▶ _Stored data entries_:
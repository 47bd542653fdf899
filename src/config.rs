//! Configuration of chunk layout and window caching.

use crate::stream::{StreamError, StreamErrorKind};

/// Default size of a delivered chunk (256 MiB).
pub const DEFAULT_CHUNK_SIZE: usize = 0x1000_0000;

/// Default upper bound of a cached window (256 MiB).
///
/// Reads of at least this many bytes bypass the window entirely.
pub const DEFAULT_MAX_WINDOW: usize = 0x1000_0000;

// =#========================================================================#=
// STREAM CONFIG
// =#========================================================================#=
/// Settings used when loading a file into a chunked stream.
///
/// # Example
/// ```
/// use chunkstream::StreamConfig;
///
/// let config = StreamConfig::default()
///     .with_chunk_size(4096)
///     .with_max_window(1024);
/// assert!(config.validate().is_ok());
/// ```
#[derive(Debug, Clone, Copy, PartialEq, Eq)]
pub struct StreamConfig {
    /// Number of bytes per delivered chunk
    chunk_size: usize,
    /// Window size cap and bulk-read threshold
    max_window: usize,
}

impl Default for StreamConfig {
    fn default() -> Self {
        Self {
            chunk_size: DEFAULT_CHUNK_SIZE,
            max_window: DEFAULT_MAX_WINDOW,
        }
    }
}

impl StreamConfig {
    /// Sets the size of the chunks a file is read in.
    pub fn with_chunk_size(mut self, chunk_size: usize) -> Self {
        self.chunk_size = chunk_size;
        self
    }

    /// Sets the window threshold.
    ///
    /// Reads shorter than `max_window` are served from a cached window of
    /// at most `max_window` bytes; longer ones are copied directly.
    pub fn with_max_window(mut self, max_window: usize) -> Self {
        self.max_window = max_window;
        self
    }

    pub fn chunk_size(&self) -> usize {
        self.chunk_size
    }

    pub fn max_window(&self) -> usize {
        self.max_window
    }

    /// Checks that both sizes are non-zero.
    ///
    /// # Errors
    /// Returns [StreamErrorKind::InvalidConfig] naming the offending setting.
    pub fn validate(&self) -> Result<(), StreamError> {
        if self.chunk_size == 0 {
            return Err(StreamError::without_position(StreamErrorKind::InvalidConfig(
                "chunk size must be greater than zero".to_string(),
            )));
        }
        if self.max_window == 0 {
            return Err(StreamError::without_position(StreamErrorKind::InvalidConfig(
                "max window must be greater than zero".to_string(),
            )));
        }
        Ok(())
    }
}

---

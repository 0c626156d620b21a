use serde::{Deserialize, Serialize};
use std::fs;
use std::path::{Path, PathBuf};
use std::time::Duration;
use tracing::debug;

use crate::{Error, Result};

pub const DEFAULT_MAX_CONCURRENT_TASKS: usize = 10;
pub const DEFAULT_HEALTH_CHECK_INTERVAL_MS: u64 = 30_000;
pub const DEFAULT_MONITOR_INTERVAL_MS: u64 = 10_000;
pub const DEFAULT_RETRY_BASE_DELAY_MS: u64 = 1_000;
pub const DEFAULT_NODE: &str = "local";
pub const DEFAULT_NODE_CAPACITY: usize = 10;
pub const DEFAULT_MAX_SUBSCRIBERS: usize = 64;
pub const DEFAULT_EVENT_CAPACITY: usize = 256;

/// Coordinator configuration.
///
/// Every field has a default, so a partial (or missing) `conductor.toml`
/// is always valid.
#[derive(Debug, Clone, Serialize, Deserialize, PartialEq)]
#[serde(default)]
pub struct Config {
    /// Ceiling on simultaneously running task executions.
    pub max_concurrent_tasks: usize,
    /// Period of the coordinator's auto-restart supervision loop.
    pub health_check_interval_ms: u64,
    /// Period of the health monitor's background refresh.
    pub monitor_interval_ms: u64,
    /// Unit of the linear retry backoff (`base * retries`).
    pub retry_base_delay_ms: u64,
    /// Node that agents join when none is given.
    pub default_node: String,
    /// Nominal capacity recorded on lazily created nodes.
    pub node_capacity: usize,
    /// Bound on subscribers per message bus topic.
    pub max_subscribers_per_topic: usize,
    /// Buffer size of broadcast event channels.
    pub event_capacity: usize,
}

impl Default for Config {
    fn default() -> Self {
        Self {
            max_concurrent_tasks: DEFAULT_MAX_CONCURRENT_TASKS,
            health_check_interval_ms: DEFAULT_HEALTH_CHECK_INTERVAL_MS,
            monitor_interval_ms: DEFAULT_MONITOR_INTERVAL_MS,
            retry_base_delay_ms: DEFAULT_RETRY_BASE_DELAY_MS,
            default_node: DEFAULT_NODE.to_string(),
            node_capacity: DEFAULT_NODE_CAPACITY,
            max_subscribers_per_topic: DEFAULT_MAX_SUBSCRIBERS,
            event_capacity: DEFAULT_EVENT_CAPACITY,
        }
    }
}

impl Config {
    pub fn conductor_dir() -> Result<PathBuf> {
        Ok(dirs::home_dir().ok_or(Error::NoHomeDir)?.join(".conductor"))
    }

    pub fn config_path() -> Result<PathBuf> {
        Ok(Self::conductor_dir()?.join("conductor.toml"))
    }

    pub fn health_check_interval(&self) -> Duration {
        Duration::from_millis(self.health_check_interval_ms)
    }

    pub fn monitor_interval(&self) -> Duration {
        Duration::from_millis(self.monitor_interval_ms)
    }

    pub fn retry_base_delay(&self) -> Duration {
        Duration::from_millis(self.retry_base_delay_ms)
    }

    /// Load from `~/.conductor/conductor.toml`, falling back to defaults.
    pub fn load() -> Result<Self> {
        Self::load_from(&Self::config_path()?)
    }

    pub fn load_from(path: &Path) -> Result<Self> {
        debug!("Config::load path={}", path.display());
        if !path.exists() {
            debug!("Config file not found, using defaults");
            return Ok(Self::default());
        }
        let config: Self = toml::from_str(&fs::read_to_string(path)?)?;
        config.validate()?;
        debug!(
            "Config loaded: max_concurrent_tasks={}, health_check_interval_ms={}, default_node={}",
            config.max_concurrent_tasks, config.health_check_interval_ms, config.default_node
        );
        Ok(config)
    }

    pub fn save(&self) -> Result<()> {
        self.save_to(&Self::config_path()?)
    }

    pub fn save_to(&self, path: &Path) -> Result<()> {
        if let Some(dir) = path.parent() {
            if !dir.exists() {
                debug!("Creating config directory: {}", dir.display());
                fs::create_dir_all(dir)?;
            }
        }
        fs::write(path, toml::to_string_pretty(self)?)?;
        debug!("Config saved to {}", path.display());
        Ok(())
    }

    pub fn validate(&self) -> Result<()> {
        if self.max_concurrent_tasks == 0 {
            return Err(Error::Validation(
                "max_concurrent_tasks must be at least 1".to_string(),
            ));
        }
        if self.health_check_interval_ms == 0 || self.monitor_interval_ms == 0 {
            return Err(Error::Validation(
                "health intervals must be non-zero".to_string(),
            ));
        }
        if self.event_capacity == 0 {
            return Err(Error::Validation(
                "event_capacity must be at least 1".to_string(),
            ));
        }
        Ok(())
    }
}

==

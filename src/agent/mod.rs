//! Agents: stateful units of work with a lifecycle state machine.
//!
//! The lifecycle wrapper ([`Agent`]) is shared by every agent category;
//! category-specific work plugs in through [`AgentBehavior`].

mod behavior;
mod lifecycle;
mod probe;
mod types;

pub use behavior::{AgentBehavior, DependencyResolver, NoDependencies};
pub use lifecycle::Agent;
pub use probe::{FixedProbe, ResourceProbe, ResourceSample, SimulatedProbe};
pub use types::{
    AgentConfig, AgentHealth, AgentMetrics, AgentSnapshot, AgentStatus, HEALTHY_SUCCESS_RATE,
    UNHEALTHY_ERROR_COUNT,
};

▶ _EXERCISE REQUIREMENTS_: List every line above that holds the word "repository".

▶ _OUTPUT FOR THIS EXERCISE_:
repository 47bd542653fdf899
repository 0c626156d620b21a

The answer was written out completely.